In un mondo nel quale nessuno riesce ad immaginare cosa succederà domani, la lega guidata da Adam Silver ha avuto due meriti. Chiudere immediatamente appena è arrivata la notizia del primo giocatore positivo e non cercare a tutti i costi di riaprire il prima possibile. Questa sospensione temporale ha creato però una zona grigia di attesa e smarrimento, contro la quale poco hanno potuto le partite storiche caricate su YouTube o i video su TikTok. Abituati a un flusso di immagini e contenuti che sembrava non poter aver mai fine e che non conosceva interruzioni neanche durante la off-season – quando Draft, Free Agency e mercato si succedevano con cadenza marziale scandita dalle Woj Bomb e dalle hot takes di Stephen A. Smith – non riusciamo ad accettare un momento nel quale non succeda nulla.

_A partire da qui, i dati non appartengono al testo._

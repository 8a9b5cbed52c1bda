use ratatui::buffer::Buffer;
use ratatui::layout::Rect;
use ratatui::style::Style;
use ratatui::widgets::{Block, Widget};

use crate::ui::theme::Theme;

/// Bordered bar with the caption centered over the fill.
pub struct ProgressBar<'a> {
    pub label: String,
    pub caption: String,
    pub ratio: f64,
    pub theme: &'a Theme,
}

impl<'a> ProgressBar<'a> {
    pub fn new(label: &str, caption: &str, ratio: f64, theme: &'a Theme) -> Self {
        Self {
            label: label.to_string(),
            caption: caption.to_string(),
            ratio: ratio.clamp(0.0, 1.0),
            theme,
        }
    }
}

impl Widget for ProgressBar<'_> {
    fn render(self, area: Rect, buf: &mut Buffer) {
        let colors = &self.theme.colors;

        let block = Block::bordered()
            .title(format!(" {} ", self.label))
            .border_style(Style::default().fg(colors.border()));
        let inner = block.inner(area);
        block.render(area, buf);

        if inner.width == 0 || inner.height == 0 {
            return;
        }

        let filled_width = (self.ratio * inner.width as f64) as u16;
        for x in inner.x..inner.x + inner.width {
            let style = if x < inner.x + filled_width {
                Style::default().fg(colors.selection_fg()).bg(colors.bar_filled())
            } else {
                Style::default().fg(colors.fg()).bg(colors.bar_empty())
            };
            buf[(x, inner.y)].set_style(style);
        }

        let caption_width = self.caption.chars().count() as u16;
        let caption_x = inner.x + (inner.width.saturating_sub(caption_width)) / 2;
        buf.set_string(caption_x, inner.y, &self.caption, Style::default());
    }
}
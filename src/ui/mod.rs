pub mod components;
pub mod layout;
pub mod line_input;
pub mod theme;
pub mod screens;
use std::sync::mpsc;
use std::thread;
use std::time::Duration;

use crossterm::event::{self, Event, KeyEvent, KeyEventKind};

pub enum AppEvent {
    Key(KeyEvent),
    Tick,
    Resize,
}

/// Polls the terminal on a background thread and forwards key presses.
pub struct EventHandler {
    rx: mpsc::Receiver<AppEvent>,
    _tx: mpsc::Sender<AppEvent>,
}

impl EventHandler {
    pub fn new(tick_rate: Duration) -> Self {
        let (tx, rx) = mpsc::channel();
        let _tx = tx.clone();

        thread::spawn(move || {
            loop {
                let event = if event::poll(tick_rate).unwrap_or(false) {
                    match event::read() {
                        // releases and repeats would double-type on some terminals
                        Ok(Event::Key(key)) if key.kind == KeyEventKind::Press => AppEvent::Key(key),
                        Ok(Event::Resize(_, _)) => AppEvent::Resize,
                        _ => continue,
                    }
                } else {
                    AppEvent::Tick
                };
                if tx.send(event).is_err() {
                    return;
                }
            }
        });

        Self { rx, _tx }
    }

    pub fn next(&self) -> anyhow::Result<AppEvent> {
        Ok(self.rx.recv()?)
    }
}
use chrono::{DateTime, Utc};
use serde::{Deserialize, Serialize};

use crate::store::DEFAULT_LESSON;

pub const SCHEMA_VERSION: u32 = 1;
pub const EXPORT_VERSION: u32 = 1;

#[derive(Clone, Debug, PartialEq, Serialize, Deserialize)]
pub struct Lesson {
    pub name: String,
    #[serde(default)]
    pub description: String,
    #[serde(default = "Utc::now")]
    pub created_at: DateTime<Utc>,
}

impl Lesson {
    pub fn new(name: &str, description: &str) -> Self {
        Self {
            name: name.to_string(),
            description: description.to_string(),
            created_at: Utc::now(),
        }
    }

    pub fn is_default(&self) -> bool {
        self.name == DEFAULT_LESSON
    }
}

fn default_lesson_name() -> String {
    DEFAULT_LESSON.to_string()
}

#[derive(Clone, Debug, PartialEq, Eq, Serialize, Deserialize)]
pub struct Word {
    pub english: String,
    #[serde(alias = "ukrainian")]
    pub translation: String,
    #[serde(default)]
    pub learned: bool,
    #[serde(default = "default_lesson_name")]
    pub lesson: String,
}

impl Word {
    pub fn new(english: &str, translation: &str, lesson: &str) -> Self {
        Self {
            english: english.to_string(),
            translation: translation.to_string(),
            learned: false,
            lesson: lesson.to_string(),
        }
    }

    pub fn key(&self) -> WordKey {
        WordKey::new(&self.english, &self.lesson)
    }

    pub fn matches(&self, key: &WordKey) -> bool {
        self.english == key.english && self.lesson == key.lesson
    }
}

/// Identity of a word: the same english term may appear once per lesson.
#[derive(Clone, Debug, PartialEq, Eq, Hash, PartialOrd, Ord)]
pub struct WordKey {
    pub english: String,
    pub lesson: String,
}

impl WordKey {
    pub fn new(english: &str, lesson: &str) -> Self {
        Self {
            english: english.to_string(),
            lesson: lesson.to_string(),
        }
    }
}

impl std::fmt::Display for WordKey {
    fn fmt(&self, f: &mut std::fmt::Formatter<'_>) -> std::fmt::Result {
        write!(f, "'{}' in lesson '{}'", self.english, self.lesson)
    }
}

#[derive(Clone, Debug, Serialize, Deserialize)]
pub struct LessonsData {
    #[serde(default = "schema_version")]
    pub schema_version: u32,
    #[serde(default)]
    pub lessons: Vec<Lesson>,
}

#[derive(Clone, Debug, Serialize, Deserialize)]
pub struct WordsData {
    #[serde(default = "schema_version")]
    pub schema_version: u32,
    #[serde(default)]
    pub words: Vec<Word>,
}

fn schema_version() -> u32 {
    SCHEMA_VERSION
}

impl Default for LessonsData {
    fn default() -> Self {
        Self {
            schema_version: SCHEMA_VERSION,
            lessons: Vec::new(),
        }
    }
}

impl Default for WordsData {
    fn default() -> Self {
        Self {
            schema_version: SCHEMA_VERSION,
            words: Vec::new(),
        }
    }
}

/// Word counts for one lesson, shown next to lesson names in pickers.
#[derive(Clone, Debug, PartialEq)]
pub struct LessonSummary {
    pub lesson: Lesson,
    pub total: usize,
    pub learned: usize,
}

impl LessonSummary {
    pub fn unlearned(&self) -> usize {
        self.total - self.learned
    }
}

/// Backup bundle holding both collections.
#[derive(Clone, Debug, Serialize, Deserialize)]
pub struct ExportData {
    pub wordtrainer_export_version: u32,
    pub exported_at: DateTime<Utc>,
    pub lessons: Vec<Lesson>,
    pub words: Vec<Word>,
}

Niente quando scrolli l’app NBA sullo smartphone, niente quando la mattina cerchi la Top-10 della nottata, niente quando ci lanciamo sul divano ed accendiamo la tv. Niente di niente.

 

Un horror vacui terrificante che deve essere in qualche modo riempito, persino con una competizione che credevamo aver abbandonato qualche All-Star Week-end fa con Durant in un parcheggio di Phoenix. Ed invece proprio per la sua natura a specchio che si presta ad essere effettuata a distanza tra professionisti o ex di NBA e WNBA, è stata riesumata in questo momento nel quale ogni contatto è severamente vietato.

 

Una vita di nuovo sgranata

Così siamo entrati nella palestra perfettamente igienizzata di Mike Conley, nei campetti in cemento all’aperto di Zach LaVine e Chauncey Billups in quelli in ciottoli dei vialetti di Allie Quigley e Tamika Catchings. O i canestri dietro il garage della casa di casa di Trae Young e Chris Paul fino ad arrivare a quello con il logo dei Boston Celtics di Paul Pierce. Tutti armati di cuffie bluetooth e di validi aiutanti con videocamere e smartphone per trasmettere le immagini sgranate che abbiamo imparato ad apprezzare con le nostre videochiamate domestiche.

 

La differenza di location ha reso possibile questa sfida a distanza ma l’ha di fatto anche squilibrata. Anche per chi ha un campo da basket in casa la quarantena non è una livella e le differenze si sono subito fatte notare. Molto più comodo tirare al chiuso dentro una vera palestra piuttosto che esposti al freddo e al vento, ed è più semplice realizzare trick shots con dei canestri perfettamente regolati rispetto ad altri piuttosto sbilenchi.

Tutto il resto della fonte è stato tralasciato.